No andar superior do capitalismo, onde se gestou, desenvolveu e eclodiu a crise, as relações de propriedade e decisão se complexificaram durante o Século XX. Muitos gerentes, consultores, supervisores e técnicos assumiram o papel da gestão das empresas e em troca disso ganharam salários exorbitantes, benefícios inacreditáveis e um estilo de vida de celebridade. Formou-se uma casta de managers que tem um padrão de consumo bastante elevado, fazendo movimentar o consumo e a expansão do sistema de cartão de crédito. Na crise, estes foram os primeiros "trabalhadores" ou não-proprietários a sentir seus efeitos. E se os gerentes perderam empregos ou tiveram seus contratos de trabalho restringidos, o efeito multiplicador desta casta, nada desprezível hoje, complica a economia.
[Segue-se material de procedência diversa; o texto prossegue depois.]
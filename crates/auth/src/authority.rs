use serde::{Deserialize, Serialize};

use brewhouse_core::Entity;

/// A security role, keyed by its name (e.g. `ROLE_ADMIN`).
///
/// The name is caller-supplied and doubles as the identity; there is nothing
/// else to update, so the authority surface has no patch shape.
#[derive(Debug, Clone, PartialEq, Eq, Serialize, Deserialize)]
pub struct Authority {
    pub name: String,
}

impl Authority {
    pub fn new(name: impl Into<String>) -> Self {
        Self { name: name.into() }
    }
}

impl Entity for Authority {
    type Key = String;

    const NAME: &'static str = "authority";
    const KEY_FIELD: &'static str = "name";

    fn key(&self) -> Option<&String> {
        Some(&self.name)
    }

    fn set_key(&mut self, key: String) {
        self.name = key;
    }
}

#[cfg(test)]
mod tests {
    use super::*;

    #[test]
    fn the_name_is_the_key() {
        let authority = Authority::new("ROLE_USER");
        assert_eq!(authority.key(), Some(&"ROLE_USER".to_string()));
    }

    #[test]
    fn wire_shape_is_a_single_name_field() {
        let authority: Authority = serde_json::from_str(r#"{"name":"ROLE_ADMIN"}"#).unwrap();
        assert_eq!(authority.name, "ROLE_ADMIN");
        assert_eq!(
            serde_json::to_string(&authority).unwrap(),
            r#"{"name":"ROLE_ADMIN"}"#
        );
    }
}
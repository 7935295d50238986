use serde::{Deserialize, Serialize};

use brewhouse_core::{Entity, Patch};

/// A customer of the shop.
#[derive(Debug, Clone, PartialEq, Eq, Serialize, Deserialize)]
#[serde(rename_all = "camelCase")]
pub struct Customer {
    #[serde(default)]
    pub id: Option<i64>,
    pub name: String,
    pub phone_number: String,
}

impl Customer {
    pub fn new(name: impl Into<String>, phone_number: impl Into<String>) -> Self {
        Self {
            id: None,
            name: name.into(),
            phone_number: phone_number.into(),
        }
    }
}

impl Entity for Customer {
    type Key = i64;

    const NAME: &'static str = "customer";
    const KEY_FIELD: &'static str = "id";

    fn key(&self) -> Option<&i64> {
        self.id.as_ref()
    }

    fn set_key(&mut self, key: i64) {
        self.id = Some(key);
    }
}

/// Merge-patch payload for a customer: absent fields leave the stored value
/// unchanged.
#[derive(Debug, Clone, PartialEq, Eq, Serialize, Deserialize)]
#[serde(rename_all = "camelCase")]
pub struct CustomerPatch {
    #[serde(default)]
    pub id: Option<i64>,
    #[serde(default)]
    pub name: Option<String>,
    #[serde(default)]
    pub phone_number: Option<String>,
}

impl Patch<Customer> for CustomerPatch {
    fn key(&self) -> Option<&i64> {
        self.id.as_ref()
    }

    fn apply_to(&self, target: &mut Customer) {
        if let Some(name) = &self.name {
            target.name = name.clone();
        }
        if let Some(phone_number) = &self.phone_number {
            target.phone_number = phone_number.clone();
        }
    }
}
use axum::Json;
use axum::http::{HeaderMap, HeaderValue, StatusCode, header};
use axum::response::IntoResponse;
use serde::{Deserialize, Serialize};

use brewhouse_core::Entity;
use brewhouse_infra::store::Sort;

use crate::app::errors;

/// Query parameters accepted by list endpoints.
#[derive(Debug, Deserialize)]
pub struct ListParams {
    pub sort: Option<String>,
}

impl ListParams {
    pub fn sort(&self) -> Option<Sort> {
        self.sort.as_deref().and_then(Sort::parse)
    }
}

/// Informational headers naming the affected entity and identity; clients use
/// them for notifications, correctness does not depend on them.
fn alert_headers(entity: &str, action: &str, id: &str) -> HeaderMap {
    let mut headers = HeaderMap::new();
    if let Ok(value) = HeaderValue::from_str(&format!("brewhouse.{entity}.{action}")) {
        headers.insert("x-brewhouse-alert", value);
    }
    if let Ok(value) = HeaderValue::from_str(id) {
        headers.insert("x-brewhouse-params", value);
    }
    headers
}

/// 201 with a `Location` header pointing at the new row.
pub fn created<T: Entity + Serialize>(collection: &str, entity: &T) -> axum::response::Response {
    match entity.key() {
        Some(key) => {
            let mut headers = alert_headers(T::NAME, "created", &key.to_string());
            if let Ok(value) = HeaderValue::from_str(&format!("/api/{collection}/{key}")) {
                headers.insert(header::LOCATION, value);
            }
            (StatusCode::CREATED, headers, Json(entity)).into_response()
        }
        None => errors::json_error(
            StatusCode::INTERNAL_SERVER_ERROR,
            "store_error",
            "persisted entity has no identity",
        ),
    }
}

/// 200 with update alert headers.
pub fn updated<T: Entity + Serialize>(entity: &T) -> axum::response::Response {
    match entity.key() {
        Some(key) => {
            let headers = alert_headers(T::NAME, "updated", &key.to_string());
            (StatusCode::OK, headers, Json(entity)).into_response()
        }
        None => errors::json_error(
            StatusCode::INTERNAL_SERVER_ERROR,
            "store_error",
            "persisted entity has no identity",
        ),
    }
}

/// 204 with deletion alert headers.
pub fn deleted(entity: &'static str, id: &str) -> axum::response::Response {
    (StatusCode::NO_CONTENT, alert_headers(entity, "deleted", id)).into_response()
}
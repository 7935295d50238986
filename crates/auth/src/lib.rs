//! Auth domain module.
//!
//! Holds the authority role-lookup table consumed by the (separate) security
//! layer. Only the record type lives here; there is no authorization logic in
//! this service.

pub mod authority;

pub use authority::Authority;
Mas o mais grave não diz respeito aos ajustes imediatos que a crise tem gerado. A hipótese aqui defendida é que, se a crise for tão forte como o prometido, a organização capitalista das grandes corporações financeiras, caracterizada por gerentes que tomam conta da inovação organizacional das empresas, empenhados em otimizar resultados, trabalhar com metas e planejamento estratégico vai encontrar momentos de revisão.
A difusão da propriedade em papéis acionários chegou ao nível de complexidade que exige muita desregulação para gerar renda. Esta galinha dos ovos de ouro tem dado sinais de exaustão. Havia um equilíbrio entre as diretorias e conselhos que agora está prestes a ser rompido: ganhavam os acionistas com a valorização dos papéis, ganhavam os gerentes comendo uma fatia dos lucros através de seus bônus e benefícios. Não havia conflitos. Mas se o sistema financeiro mudar, muda também esta relação - e então: como vai ficar as possibilidades de equilíbrio entre gerentes e acionistas?
O capitalismo de hoje é um sistema orientado pelos gerentes. Esse elemento em perspectiva histórica é fundamental para entender a crise e seus desdobramentos. Foram as decisões dessas figuras-chave do sistema que elaboraram a mística desordem que levou à crise. Não é exceção considerar a dureza com que Obama tratou os diretores da GM. Agora, seu plano de ação para a regulação do sistema financeiro implica em monitorar empresas financiadoras e observar a geração de lucros através do controle de riscos. A crise pode ter atingido os laços que mantinham unidos gerentes e seus acionistas com aval da política financeira. Será forte o suficiente para fazer rever esta relação?
Respostas estão a desenhar-se. Mas, a sociedade anônima capitalista encontrou um grande dilema a superar: como lidar com os executivos escolhidos para administrar o patrimônio dos investidores? Mais: como fazer isso sem valorizar de modo exorbitante e irregular as ações das empresas?
Não vamos com isso demonizar pessoas ou posições. Porque enquanto todos ganhavam com a desordem, ela era boa e desejável. Mas agora que a busca desenfreada por bonança deve dar lugar ao bom senso, não faz sentido apontar bodes. Enquanto os governos se preocupam com o contágio e ainda não reforçaram as medidas para evitar novas crises, os efeitos das mudanças não nos são percebidos. Entretanto, quando as novas ordens fizerem-se fatos, é preciso estar atento porque a estrutura social pode mais uma vez nos revelar se há e qual o grau de mudança no sistema capitalista. Resta aguardar as respostas que só o tempo pode nos dar: a crise foi forte o suficiente para gerar impacto na estrutura social e no equilíbrio de gestão da propriedade capitalista?
Luis Fernando Vitagliano é doutorando em Ciência Política na área de Relações Internacionais, Unicamp.